• [EXERCISE AIM]: Below is a block of entries; repeat exactly the lines starting at the line that contains "orange or yellow." and ending at the line that contains "percent [0, 100].", both included.

• [PROVIDED MATERIAL]:
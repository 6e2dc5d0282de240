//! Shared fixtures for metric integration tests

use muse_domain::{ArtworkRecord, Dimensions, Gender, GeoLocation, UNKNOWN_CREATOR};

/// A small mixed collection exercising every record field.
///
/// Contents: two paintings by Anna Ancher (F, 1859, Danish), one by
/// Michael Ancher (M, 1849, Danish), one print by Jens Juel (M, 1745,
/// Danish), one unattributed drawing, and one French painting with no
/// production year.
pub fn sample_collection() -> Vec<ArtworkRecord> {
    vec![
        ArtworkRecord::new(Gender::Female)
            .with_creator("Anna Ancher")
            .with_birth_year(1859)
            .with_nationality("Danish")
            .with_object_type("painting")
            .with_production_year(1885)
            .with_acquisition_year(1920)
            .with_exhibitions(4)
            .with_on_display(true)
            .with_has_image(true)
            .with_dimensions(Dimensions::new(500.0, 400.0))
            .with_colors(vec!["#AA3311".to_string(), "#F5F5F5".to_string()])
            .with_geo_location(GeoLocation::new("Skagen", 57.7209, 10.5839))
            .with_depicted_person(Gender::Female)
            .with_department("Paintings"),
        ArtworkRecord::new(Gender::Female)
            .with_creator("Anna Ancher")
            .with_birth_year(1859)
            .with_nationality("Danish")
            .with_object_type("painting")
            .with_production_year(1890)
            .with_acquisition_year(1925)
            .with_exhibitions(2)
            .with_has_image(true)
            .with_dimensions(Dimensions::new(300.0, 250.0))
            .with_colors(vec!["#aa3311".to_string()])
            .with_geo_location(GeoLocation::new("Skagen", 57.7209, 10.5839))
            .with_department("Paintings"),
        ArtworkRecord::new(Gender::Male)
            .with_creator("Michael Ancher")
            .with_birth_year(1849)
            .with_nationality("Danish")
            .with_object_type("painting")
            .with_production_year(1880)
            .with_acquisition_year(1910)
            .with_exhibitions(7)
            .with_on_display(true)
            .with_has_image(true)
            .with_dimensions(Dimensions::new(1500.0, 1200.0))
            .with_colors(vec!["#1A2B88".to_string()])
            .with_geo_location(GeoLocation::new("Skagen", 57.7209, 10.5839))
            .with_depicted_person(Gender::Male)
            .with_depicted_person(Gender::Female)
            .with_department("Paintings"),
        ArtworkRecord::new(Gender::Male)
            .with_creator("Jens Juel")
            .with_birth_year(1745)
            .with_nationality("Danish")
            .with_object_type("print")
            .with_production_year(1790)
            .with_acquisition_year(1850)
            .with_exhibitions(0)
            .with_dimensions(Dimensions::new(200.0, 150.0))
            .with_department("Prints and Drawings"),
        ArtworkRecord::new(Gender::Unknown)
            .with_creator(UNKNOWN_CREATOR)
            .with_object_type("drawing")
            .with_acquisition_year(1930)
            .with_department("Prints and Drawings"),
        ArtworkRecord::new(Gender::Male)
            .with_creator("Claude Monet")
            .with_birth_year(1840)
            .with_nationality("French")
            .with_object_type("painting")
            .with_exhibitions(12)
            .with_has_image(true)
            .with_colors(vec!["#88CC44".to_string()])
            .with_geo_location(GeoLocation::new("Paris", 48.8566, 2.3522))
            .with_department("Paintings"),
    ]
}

* * *

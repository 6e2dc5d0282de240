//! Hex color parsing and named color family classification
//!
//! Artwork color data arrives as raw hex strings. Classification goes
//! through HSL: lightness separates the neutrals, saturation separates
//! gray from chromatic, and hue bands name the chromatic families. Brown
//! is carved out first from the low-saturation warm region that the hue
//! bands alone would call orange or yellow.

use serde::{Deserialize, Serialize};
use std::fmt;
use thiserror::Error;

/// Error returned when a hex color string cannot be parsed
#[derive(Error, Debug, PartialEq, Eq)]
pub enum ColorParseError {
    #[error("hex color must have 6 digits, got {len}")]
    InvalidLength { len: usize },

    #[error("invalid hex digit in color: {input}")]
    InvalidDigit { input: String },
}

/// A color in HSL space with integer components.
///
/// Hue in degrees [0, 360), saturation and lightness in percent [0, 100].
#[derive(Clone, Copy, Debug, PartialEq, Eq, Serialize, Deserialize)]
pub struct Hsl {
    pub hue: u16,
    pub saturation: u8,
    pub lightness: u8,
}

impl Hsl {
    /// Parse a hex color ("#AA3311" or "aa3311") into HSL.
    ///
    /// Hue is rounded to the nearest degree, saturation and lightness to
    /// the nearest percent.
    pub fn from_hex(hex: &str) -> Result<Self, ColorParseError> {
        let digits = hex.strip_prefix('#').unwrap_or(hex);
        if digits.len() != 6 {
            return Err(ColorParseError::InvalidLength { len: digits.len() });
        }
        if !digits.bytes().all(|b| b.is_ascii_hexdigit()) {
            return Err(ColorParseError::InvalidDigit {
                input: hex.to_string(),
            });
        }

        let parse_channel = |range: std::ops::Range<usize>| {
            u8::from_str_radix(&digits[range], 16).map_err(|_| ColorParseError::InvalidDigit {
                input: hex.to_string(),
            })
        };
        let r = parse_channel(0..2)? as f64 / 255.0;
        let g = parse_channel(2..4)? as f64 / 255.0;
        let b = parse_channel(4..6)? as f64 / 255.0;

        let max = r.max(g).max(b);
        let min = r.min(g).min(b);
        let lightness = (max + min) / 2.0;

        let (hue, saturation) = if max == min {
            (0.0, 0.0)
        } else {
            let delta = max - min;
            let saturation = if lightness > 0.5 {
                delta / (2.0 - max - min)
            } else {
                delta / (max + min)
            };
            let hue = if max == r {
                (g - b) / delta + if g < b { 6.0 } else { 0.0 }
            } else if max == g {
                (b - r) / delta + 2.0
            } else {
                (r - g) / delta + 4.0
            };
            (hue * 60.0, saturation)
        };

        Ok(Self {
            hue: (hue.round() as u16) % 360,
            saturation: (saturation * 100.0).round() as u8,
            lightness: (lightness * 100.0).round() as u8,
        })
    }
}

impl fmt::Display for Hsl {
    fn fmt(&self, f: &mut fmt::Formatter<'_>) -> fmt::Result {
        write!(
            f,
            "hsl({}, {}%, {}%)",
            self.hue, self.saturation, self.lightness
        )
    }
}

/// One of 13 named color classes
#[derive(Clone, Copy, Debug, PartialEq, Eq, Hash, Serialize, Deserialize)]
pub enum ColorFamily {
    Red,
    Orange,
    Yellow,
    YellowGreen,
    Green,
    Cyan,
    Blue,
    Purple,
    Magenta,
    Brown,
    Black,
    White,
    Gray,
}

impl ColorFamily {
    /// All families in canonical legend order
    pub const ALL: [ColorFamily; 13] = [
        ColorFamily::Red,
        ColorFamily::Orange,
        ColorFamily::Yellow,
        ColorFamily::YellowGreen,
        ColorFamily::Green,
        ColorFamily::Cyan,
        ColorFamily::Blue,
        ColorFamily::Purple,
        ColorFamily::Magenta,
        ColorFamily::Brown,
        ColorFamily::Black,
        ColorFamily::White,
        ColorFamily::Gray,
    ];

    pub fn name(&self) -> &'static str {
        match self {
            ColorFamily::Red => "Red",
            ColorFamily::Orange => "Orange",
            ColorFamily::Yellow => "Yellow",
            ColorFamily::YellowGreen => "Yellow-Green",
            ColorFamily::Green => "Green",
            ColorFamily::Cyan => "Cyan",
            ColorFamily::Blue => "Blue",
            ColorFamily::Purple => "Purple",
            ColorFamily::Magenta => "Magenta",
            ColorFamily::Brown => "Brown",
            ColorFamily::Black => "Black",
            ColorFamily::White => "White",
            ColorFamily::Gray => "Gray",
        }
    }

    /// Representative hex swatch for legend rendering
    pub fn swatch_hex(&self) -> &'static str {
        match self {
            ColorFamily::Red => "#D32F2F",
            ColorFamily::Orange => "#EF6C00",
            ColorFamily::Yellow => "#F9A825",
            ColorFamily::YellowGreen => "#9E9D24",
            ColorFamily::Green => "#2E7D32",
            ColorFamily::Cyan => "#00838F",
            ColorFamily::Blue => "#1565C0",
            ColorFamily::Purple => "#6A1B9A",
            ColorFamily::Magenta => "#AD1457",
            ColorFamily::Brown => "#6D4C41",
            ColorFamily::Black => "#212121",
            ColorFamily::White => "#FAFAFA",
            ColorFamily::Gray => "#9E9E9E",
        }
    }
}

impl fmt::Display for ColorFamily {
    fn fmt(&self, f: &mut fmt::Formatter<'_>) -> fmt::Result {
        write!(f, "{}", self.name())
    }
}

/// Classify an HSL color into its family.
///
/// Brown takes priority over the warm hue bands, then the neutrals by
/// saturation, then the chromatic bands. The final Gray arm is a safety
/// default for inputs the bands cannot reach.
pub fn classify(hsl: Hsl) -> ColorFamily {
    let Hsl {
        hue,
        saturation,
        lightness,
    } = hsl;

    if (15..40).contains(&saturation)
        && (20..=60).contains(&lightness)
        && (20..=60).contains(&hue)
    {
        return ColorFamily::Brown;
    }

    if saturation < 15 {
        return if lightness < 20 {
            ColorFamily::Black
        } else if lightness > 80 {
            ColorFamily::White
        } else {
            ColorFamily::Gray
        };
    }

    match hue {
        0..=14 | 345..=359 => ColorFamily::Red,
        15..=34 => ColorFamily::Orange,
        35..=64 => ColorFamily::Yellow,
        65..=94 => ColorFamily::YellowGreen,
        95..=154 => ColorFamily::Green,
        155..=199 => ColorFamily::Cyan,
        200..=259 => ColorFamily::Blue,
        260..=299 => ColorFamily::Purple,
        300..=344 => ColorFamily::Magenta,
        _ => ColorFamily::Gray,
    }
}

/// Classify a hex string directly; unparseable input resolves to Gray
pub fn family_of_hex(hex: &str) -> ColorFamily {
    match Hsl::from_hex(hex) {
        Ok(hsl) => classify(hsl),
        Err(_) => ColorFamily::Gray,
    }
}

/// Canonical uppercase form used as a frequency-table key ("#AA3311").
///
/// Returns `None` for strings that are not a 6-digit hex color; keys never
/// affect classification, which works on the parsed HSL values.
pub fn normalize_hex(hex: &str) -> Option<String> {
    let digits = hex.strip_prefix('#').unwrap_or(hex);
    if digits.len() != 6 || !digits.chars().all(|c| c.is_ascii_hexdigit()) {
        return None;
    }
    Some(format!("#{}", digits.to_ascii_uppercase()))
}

...

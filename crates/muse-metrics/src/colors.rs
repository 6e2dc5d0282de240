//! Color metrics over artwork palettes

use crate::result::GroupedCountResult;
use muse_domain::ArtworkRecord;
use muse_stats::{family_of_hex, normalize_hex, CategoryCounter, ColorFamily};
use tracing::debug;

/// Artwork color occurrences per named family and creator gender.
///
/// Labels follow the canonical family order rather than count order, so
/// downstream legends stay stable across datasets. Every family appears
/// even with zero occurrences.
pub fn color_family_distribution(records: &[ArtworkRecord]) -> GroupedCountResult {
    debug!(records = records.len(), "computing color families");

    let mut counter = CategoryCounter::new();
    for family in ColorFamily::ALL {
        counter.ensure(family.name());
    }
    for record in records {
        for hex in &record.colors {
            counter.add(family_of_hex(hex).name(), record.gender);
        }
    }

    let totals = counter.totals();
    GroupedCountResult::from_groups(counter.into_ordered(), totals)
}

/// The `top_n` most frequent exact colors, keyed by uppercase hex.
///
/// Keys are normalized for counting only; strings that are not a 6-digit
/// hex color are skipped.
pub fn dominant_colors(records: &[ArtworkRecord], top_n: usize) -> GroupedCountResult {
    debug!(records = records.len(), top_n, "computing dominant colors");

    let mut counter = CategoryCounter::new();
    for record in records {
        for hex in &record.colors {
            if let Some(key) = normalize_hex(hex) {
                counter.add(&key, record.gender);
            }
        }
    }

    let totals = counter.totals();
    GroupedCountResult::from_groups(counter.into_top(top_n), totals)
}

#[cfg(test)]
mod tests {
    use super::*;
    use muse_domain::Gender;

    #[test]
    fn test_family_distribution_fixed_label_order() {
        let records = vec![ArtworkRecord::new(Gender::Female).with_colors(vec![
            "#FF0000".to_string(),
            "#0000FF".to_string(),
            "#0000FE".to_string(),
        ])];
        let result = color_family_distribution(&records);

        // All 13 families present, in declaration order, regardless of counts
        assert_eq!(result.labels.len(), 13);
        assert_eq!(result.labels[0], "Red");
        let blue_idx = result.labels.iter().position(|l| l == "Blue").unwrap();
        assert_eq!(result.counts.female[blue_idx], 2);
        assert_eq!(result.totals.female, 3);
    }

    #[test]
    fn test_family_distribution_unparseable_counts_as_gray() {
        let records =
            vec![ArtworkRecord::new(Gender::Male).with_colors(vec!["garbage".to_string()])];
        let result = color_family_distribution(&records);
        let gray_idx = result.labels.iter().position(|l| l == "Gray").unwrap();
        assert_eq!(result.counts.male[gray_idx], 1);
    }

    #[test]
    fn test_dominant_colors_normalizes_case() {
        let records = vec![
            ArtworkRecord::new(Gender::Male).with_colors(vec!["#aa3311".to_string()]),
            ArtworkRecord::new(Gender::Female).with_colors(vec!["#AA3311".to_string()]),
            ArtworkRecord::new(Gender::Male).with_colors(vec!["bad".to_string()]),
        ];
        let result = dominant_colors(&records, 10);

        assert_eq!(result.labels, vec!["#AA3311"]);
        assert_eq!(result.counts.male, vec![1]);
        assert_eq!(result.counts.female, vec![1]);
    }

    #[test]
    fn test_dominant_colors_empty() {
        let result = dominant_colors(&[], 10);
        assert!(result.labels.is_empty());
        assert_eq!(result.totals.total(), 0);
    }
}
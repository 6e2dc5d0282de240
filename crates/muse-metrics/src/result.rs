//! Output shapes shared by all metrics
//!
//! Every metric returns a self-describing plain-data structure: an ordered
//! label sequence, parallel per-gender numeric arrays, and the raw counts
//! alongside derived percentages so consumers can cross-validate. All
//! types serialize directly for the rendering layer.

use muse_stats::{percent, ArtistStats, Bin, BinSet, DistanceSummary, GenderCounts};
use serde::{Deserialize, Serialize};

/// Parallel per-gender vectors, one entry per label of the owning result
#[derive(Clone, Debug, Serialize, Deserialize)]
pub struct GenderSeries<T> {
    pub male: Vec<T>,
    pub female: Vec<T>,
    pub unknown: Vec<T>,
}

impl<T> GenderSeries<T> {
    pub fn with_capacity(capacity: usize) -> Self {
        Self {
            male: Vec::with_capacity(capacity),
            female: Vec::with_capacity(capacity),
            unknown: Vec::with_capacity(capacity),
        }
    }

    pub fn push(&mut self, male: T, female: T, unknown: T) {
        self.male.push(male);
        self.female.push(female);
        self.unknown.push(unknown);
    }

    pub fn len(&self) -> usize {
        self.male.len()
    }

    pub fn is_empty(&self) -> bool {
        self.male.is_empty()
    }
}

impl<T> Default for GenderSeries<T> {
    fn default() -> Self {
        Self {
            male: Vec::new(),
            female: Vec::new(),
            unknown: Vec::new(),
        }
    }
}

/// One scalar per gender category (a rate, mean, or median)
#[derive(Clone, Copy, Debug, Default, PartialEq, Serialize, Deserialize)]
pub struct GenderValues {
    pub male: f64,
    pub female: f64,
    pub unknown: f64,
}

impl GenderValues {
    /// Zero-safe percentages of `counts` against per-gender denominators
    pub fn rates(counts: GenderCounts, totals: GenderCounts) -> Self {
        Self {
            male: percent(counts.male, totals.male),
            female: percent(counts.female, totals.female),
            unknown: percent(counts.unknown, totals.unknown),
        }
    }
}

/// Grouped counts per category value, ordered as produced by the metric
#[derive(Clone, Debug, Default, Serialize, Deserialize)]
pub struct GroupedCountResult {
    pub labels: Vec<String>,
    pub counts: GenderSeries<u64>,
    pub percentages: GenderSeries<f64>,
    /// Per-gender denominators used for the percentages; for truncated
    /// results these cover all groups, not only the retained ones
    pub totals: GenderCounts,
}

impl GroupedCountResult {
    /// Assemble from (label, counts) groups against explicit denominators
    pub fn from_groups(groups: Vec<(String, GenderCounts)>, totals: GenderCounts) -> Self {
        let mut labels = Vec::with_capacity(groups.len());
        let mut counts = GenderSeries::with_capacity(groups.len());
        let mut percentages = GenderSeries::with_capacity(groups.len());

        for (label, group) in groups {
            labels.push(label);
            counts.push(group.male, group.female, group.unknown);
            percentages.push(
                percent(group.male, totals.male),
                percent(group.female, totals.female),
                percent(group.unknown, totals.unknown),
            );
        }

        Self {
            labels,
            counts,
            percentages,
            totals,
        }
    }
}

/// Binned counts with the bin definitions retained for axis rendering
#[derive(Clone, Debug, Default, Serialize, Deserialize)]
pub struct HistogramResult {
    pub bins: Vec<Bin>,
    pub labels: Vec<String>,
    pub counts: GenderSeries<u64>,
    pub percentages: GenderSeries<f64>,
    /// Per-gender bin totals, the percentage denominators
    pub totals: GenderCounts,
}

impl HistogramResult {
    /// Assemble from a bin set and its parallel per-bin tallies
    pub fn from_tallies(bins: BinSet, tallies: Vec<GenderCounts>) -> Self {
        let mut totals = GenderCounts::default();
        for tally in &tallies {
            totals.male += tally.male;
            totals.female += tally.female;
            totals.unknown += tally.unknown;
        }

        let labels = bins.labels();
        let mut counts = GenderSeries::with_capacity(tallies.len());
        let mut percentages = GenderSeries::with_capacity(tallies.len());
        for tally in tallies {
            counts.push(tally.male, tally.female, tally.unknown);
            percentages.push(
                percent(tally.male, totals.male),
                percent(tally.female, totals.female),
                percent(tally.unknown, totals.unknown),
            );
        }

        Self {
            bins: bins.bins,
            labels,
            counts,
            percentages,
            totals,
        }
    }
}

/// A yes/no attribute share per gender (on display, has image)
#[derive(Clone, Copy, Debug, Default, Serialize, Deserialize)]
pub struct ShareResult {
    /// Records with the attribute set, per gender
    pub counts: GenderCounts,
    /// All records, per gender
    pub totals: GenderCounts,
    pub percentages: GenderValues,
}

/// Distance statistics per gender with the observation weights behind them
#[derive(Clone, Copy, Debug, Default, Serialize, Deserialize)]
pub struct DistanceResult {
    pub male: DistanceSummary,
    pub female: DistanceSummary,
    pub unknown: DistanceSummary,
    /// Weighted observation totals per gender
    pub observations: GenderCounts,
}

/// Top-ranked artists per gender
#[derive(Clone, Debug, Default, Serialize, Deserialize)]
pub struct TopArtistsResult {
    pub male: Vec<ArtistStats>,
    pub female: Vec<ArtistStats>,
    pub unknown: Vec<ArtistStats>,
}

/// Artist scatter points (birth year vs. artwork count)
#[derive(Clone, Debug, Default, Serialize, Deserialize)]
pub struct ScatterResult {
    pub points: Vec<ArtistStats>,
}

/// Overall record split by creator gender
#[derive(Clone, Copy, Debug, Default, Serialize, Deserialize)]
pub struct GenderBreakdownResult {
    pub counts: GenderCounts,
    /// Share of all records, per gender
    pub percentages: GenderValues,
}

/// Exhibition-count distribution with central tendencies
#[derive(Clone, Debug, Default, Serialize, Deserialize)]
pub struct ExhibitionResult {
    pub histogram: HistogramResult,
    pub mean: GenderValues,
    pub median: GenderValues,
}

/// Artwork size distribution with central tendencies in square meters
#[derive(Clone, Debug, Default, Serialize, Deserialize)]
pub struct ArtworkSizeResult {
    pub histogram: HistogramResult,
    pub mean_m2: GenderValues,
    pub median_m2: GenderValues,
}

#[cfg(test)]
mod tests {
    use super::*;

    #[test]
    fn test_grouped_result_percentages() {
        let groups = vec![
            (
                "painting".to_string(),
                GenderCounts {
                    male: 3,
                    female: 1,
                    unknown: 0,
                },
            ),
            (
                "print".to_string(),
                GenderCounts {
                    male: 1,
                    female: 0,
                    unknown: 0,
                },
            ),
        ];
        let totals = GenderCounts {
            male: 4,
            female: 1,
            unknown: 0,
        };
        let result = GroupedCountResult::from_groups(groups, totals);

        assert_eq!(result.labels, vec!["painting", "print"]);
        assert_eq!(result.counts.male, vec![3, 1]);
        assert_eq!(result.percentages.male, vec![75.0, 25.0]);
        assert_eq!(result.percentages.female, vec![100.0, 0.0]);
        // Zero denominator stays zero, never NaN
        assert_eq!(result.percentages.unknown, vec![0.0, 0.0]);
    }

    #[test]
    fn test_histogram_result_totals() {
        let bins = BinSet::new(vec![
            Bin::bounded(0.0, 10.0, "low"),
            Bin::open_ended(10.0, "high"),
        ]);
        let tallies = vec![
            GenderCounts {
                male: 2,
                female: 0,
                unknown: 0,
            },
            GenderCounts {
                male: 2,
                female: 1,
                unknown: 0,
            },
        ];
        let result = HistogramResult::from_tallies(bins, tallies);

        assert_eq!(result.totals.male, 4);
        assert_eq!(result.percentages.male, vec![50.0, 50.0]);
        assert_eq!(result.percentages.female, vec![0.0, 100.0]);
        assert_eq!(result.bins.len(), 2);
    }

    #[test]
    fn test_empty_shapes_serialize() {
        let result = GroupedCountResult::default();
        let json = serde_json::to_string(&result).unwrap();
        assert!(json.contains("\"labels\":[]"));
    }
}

• [RESULT FOR THIS EXERCISE]:
//! bands alone would call orange or yellow.

use serde::{Deserialize, Serialize};
use std::fmt;
use thiserror::Error;

/// Error returned when a hex color string cannot be parsed
#[derive(Error, Debug, PartialEq, Eq)]
pub enum ColorParseError {
    #[error("hex color must have 6 digits, got {len}")]
    InvalidLength { len: usize },

    #[error("invalid hex digit in color: {input}")]
    InvalidDigit { input: String },
}

/// A color in HSL space with integer components.
///
/// Hue in degrees [0, 360), saturation and lightness in percent [0, 100].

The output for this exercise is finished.